◆ **TASK DESCRIPTION**
Note how many lines in the entries contain the string "global", then give that number and nothing else.

SOURCE MATERIAL below:

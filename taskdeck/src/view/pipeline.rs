//! Filter and sort pipeline for the displayed task list.
//!
//! Stages run in a fixed order: search, status, priority, tag, sort.
//! Sorting is stable, so tasks that compare equal keep the relative order
//! they had in the input slice. Equal inputs always give equal outputs.

use std::cmp::Ordering;
use std::fmt;
use std::str::FromStr;

use icu_collator::{Collator, CollatorOptions};
use serde::{Deserialize, Serialize};
use taskdeck_model::{Priority, TagId, Task};

/// Which tasks to show by completion state.
#[derive(Debug, Clone, Copy, Default, PartialEq, Eq, Serialize, Deserialize)]
#[serde(rename_all = "lowercase")]
pub enum StatusFilter {
    /// Every task.
    #[default]
    All,
    /// Only completed tasks.
    Completed,
    /// Only tasks still open.
    Active,
}

impl StatusFilter {
    /// Whether `task` passes this filter.
    #[must_use]
    pub const fn accepts(self, task: &Task) -> bool {
        match self {
            Self::All => true,
            Self::Completed => task.completed,
            Self::Active => !task.completed,
        }
    }

    /// Wire name (`all`, `completed`, `active`).
    #[must_use]
    pub const fn as_str(self) -> &'static str {
        match self {
            Self::All => "all",
            Self::Completed => "completed",
            Self::Active => "active",
        }
    }
}

impl fmt::Display for StatusFilter {
    fn fmt(&self, f: &mut fmt::Formatter<'_>) -> fmt::Result {
        f.write_str(self.as_str())
    }
}

impl FromStr for StatusFilter {
    type Err = String;

    fn from_str(s: &str) -> Result<Self, Self::Err> {
        match s {
            "all" => Ok(Self::All),
            "completed" => Ok(Self::Completed),
            "active" => Ok(Self::Active),
            other => Err(format!(
                "unknown status filter {other:?} (expected all, completed or active)"
            )),
        }
    }
}

/// Key the displayed list is ordered by.
#[derive(Debug, Clone, Copy, Default, PartialEq, Eq, Serialize, Deserialize)]
#[serde(rename_all = "camelCase")]
pub enum SortKey {
    /// Earliest due date first.
    #[default]
    DueDate,
    /// Highest priority first.
    Priority,
    /// Alphabetical by name, ignoring case.
    Name,
    /// Most recently created first.
    CreatedAt,
    /// Manual order set by reordering, lowest position first.
    Position,
}

impl SortKey {
    /// Wire name (`dueDate`, `priority`, `name`, `createdAt`, `position`).
    #[must_use]
    pub const fn as_str(self) -> &'static str {
        match self {
            Self::DueDate => "dueDate",
            Self::Priority => "priority",
            Self::Name => "name",
            Self::CreatedAt => "createdAt",
            Self::Position => "position",
        }
    }

    /// Compares two tasks under this key.
    #[must_use]
    pub fn compare(self, names: &NameCollator, a: &Task, b: &Task) -> Ordering {
        match self {
            Self::DueDate => a.due_date.cmp(&b.due_date),
            Self::Priority => b.priority.cmp(&a.priority),
            Self::Name => names.compare(&a.name, &b.name),
            Self::CreatedAt => b.created_at.cmp(&a.created_at),
            Self::Position => a.position.cmp(&b.position),
        }
    }
}

impl fmt::Display for SortKey {
    fn fmt(&self, f: &mut fmt::Formatter<'_>) -> fmt::Result {
        f.write_str(self.as_str())
    }
}

impl FromStr for SortKey {
    type Err = String;

    fn from_str(s: &str) -> Result<Self, Self::Err> {
        match s {
            "dueDate" | "due-date" | "due" => Ok(Self::DueDate),
            "priority" => Ok(Self::Priority),
            "name" => Ok(Self::Name),
            "createdAt" | "created-at" | "created" => Ok(Self::CreatedAt),
            "position" | "manual" => Ok(Self::Position),
            other => Err(format!(
                "unknown sort key {other:?} (expected dueDate, priority, name, createdAt or position)"
            )),
        }
    }
}

/// Locale-aware ordering for task names.
///
/// Uses the CLDR root collation, so accented letters sort next to their
/// base letters and case is a tertiary difference. Names the collator
/// considers equal fall back to the raw strings, keeping the order total.
pub struct NameCollator {
    collator: Option<Collator>,
}

impl NameCollator {
    /// Collator for the root locale.
    #[must_use]
    pub fn root() -> Self {
        let collator = Collator::try_new(&Default::default(), CollatorOptions::new()).ok();
        Self { collator }
    }

    /// Compares two names.
    #[must_use]
    pub fn compare(&self, a: &str, b: &str) -> Ordering {
        let primary = match &self.collator {
            Some(collator) => collator.compare(a, b),
            // Root collation data is compiled in; this only runs if it fails to load.
            None => a.to_lowercase().cmp(&b.to_lowercase()),
        };
        primary.then_with(|| a.cmp(b))
    }
}

impl fmt::Debug for NameCollator {
    fn fmt(&self, f: &mut fmt::Formatter<'_>) -> fmt::Result {
        f.debug_struct("NameCollator")
            .field("loaded", &self.collator.is_some())
            .finish()
    }
}

/// Everything that determines the displayed list besides the tasks themselves.
#[derive(Debug, Clone, Default, PartialEq, Eq)]
pub struct ViewQuery {
    /// Case-insensitive substring matched against name or description.
    pub search: String,
    /// Completion filter.
    pub status: StatusFilter,
    /// Exact priority to keep, if any.
    pub priority: Option<Priority>,
    /// Tag a task must carry, if any.
    pub tag: Option<TagId>,
    /// Ordering of the result.
    pub sort: SortKey,
}

impl ViewQuery {
    fn matches_search(&self, needle: &str, task: &Task) -> bool {
        needle.is_empty()
            || task.name.to_lowercase().contains(needle)
            || task.description.to_lowercase().contains(needle)
    }

    fn accepts(&self, needle: &str, task: &Task) -> bool {
        self.matches_search(needle, task)
            && self.status.accepts(task)
            && self.priority.is_none_or(|p| task.priority == p)
            && self.tag.as_ref().is_none_or(|tag| task.has_tag(tag))
    }
}

/// Computes the displayed task list for `query`.
#[must_use]
pub fn derive_view<'a>(tasks: &'a [Task], query: &ViewQuery) -> Vec<&'a Task> {
    let needle = query.search.to_lowercase();
    let mut shown: Vec<&Task> = tasks.iter().filter(|t| query.accepts(&needle, t)).collect();
    let names = NameCollator::root();
    shown.sort_by(|a, b| query.sort.compare(&names, a, b));
    shown
}
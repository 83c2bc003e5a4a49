//! Configuration system for `taskdeck`.
//!
//! Supports layered configuration with the following priority (highest first):
//! 1. CLI arguments
//! 2. Environment variables (via clap `env` attribute)
//! 3. TOML config file (`~/.config/taskdeck/config.toml`)
//! 4. Compiled defaults
//!
//! Missing config file is not an error (defaults are used). An explicit
//! `--config` path that doesn't exist is an error.

use std::path::PathBuf;

use crate::cli::Command;
use crate::persist::DEFAULT_STORAGE_KEY;
use crate::view::{SortKey, StatusFilter};

/// Errors that can occur when loading configuration.
#[derive(Debug, thiserror::Error)]
pub enum ConfigError {
    /// Failed to read the configuration file.
    #[error("failed to read config file {path}: {source}")]
    ReadFile {
        /// Path that was attempted.
        path: PathBuf,
        /// Underlying I/O error.
        source: std::io::Error,
    },

    /// Failed to parse the TOML configuration.
    #[error("failed to parse config file: {0}")]
    ParseToml(#[from] toml::de::Error),

    /// A value in the config file is not one of the accepted choices.
    #[error("invalid value for {field}: {message}")]
    InvalidValue {
        /// Dotted name of the offending setting.
        field: &'static str,
        /// What was wrong with it.
        message: String,
    },
}

// ---------------------------------------------------------------------------
// TOML file structs (all fields Option for partial overrides)
// ---------------------------------------------------------------------------

/// Top-level TOML config file structure.
#[derive(Debug, Default, serde::Deserialize)]
#[serde(default)]
struct ConfigFile {
    storage: StorageFileConfig,
    view: ViewFileConfig,
}

/// `[storage]` section of the config file.
#[derive(Debug, Default, serde::Deserialize)]
#[serde(default)]
struct StorageFileConfig {
    data_dir: Option<PathBuf>,
    key: Option<String>,
}

/// `[view]` section of the config file.
#[derive(Debug, Default, serde::Deserialize)]
#[serde(default)]
struct ViewFileConfig {
    default_sort: Option<String>,
    default_status: Option<String>,
}

// ---------------------------------------------------------------------------
// Resolved configuration (concrete types, all fields populated)
// ---------------------------------------------------------------------------

/// Fully resolved application configuration.
#[derive(Debug, Clone, PartialEq, Eq)]
pub struct AppConfig {
    /// Directory holding the key-value slot files.
    pub data_dir: PathBuf,
    /// Name of the slot the tracker state lives in.
    pub storage_key: String,
    /// Sort key used by `list` when none is given.
    pub default_sort: SortKey,
    /// Status filter used by `list` when none is given.
    pub default_status: StatusFilter,
}

impl Default for AppConfig {
    fn default() -> Self {
        Self {
            data_dir: default_data_dir(),
            storage_key: DEFAULT_STORAGE_KEY.to_string(),
            default_sort: SortKey::DueDate,
            default_status: StatusFilter::All,
        }
    }
}

impl AppConfig {
    /// Load configuration by merging CLI args, env vars, and a TOML file.
    ///
    /// # Errors
    ///
    /// Returns [`ConfigError`] if the explicit config file cannot be read,
    /// if any config file fails to parse, or if a `[view]` value is unknown.
    pub fn load(cli: &CliArgs) -> Result<Self, ConfigError> {
        let file = load_config_file(cli.config.as_deref())?;
        Self::resolve(cli, &file)
    }

    /// Resolve from CLI args and env vars alone, ignoring any config file.
    ///
    /// Used when the config file is unusable, so that an explicit
    /// `--data-dir` or `--storage-key` still picks the store.
    #[must_use]
    pub fn from_cli(cli: &CliArgs) -> Self {
        let defaults = Self::default();
        Self {
            data_dir: cli.data_dir.clone().unwrap_or(defaults.data_dir),
            storage_key: cli.storage_key.clone().unwrap_or(defaults.storage_key),
            ..defaults
        }
    }

    /// Resolve an `AppConfig` from CLI args and a parsed config file.
    ///
    /// Priority: CLI > file > default.
    fn resolve(cli: &CliArgs, file: &ConfigFile) -> Result<Self, ConfigError> {
        let defaults = Self::default();

        let default_sort = match &file.view.default_sort {
            Some(raw) => raw.parse::<SortKey>().map_err(|message| ConfigError::InvalidValue {
                field: "view.default_sort",
                message,
            })?,
            None => defaults.default_sort,
        };
        let default_status = match &file.view.default_status {
            Some(raw) => raw.parse::<StatusFilter>().map_err(|message| ConfigError::InvalidValue {
                field: "view.default_status",
                message,
            })?,
            None => defaults.default_status,
        };

        Ok(Self {
            data_dir: cli
                .data_dir
                .clone()
                .or_else(|| file.storage.data_dir.clone())
                .unwrap_or(defaults.data_dir),
            storage_key: cli
                .storage_key
                .clone()
                .or_else(|| file.storage.key.clone())
                .unwrap_or(defaults.storage_key),
            default_sort,
            default_status,
        })
    }
}

/// CLI arguments parsed by clap.
#[derive(clap::Parser, Debug, Default)]
#[command(version, about = "Local-first task tracker")]
pub struct CliArgs {
    /// Directory holding stored tasks.
    #[arg(long, global = true, env = "TASKDECK_DATA_DIR")]
    pub data_dir: Option<PathBuf>,

    /// Storage slot name.
    #[arg(long, global = true, env = "TASKDECK_STORAGE_KEY")]
    pub storage_key: Option<String>,

    /// Path to config file (default: `~/.config/taskdeck/config.toml`).
    #[arg(short, long, global = true)]
    pub config: Option<PathBuf>,

    /// Log level filter (trace, debug, info, warn, error).
    #[arg(long, global = true, default_value = "info", env = "TASKDECK_LOG")]
    pub log_level: String,

    /// Path to log file (default: `$TMPDIR/taskdeck.log`).
    #[arg(long, global = true)]
    pub log_file: Option<PathBuf>,

    /// What to do; defaults to `list`.
    #[command(subcommand)]
    pub command: Option<Command>,
}

// ---------------------------------------------------------------------------
// Internal helpers
// ---------------------------------------------------------------------------

fn default_data_dir() -> PathBuf {
    dirs::data_dir().map_or_else(|| PathBuf::from(".taskdeck"), |dir| dir.join("taskdeck"))
}

/// Load and parse a TOML config file.
///
/// If `explicit_path` is `Some`, the file must exist (error if not).
/// If `explicit_path` is `None`, the default path is tried and missing file
/// is treated as empty config.
fn load_config_file(explicit_path: Option<&std::path::Path>) -> Result<ConfigFile, ConfigError> {
    let path = if let Some(p) = explicit_path {
        let contents = std::fs::read_to_string(p).map_err(|e| ConfigError::ReadFile {
            path: p.to_path_buf(),
            source: e,
        })?;
        return Ok(toml::from_str(&contents)?);
    } else {
        let Some(config_dir) = dirs::config_dir() else {
            return Ok(ConfigFile::default());
        };
        config_dir.join("taskdeck").join("config.toml")
    };

    match std::fs::read_to_string(&path) {
        Ok(contents) => Ok(toml::from_str(&contents)?),
        Err(e) if e.kind() == std::io::ErrorKind::NotFound => Ok(ConfigFile::default()),
        Err(e) => Err(ConfigError::ReadFile { path, source: e }),
    }
}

End of SOURCE MATERIAL.

◆ **ANSWER FOR THE TASK**
5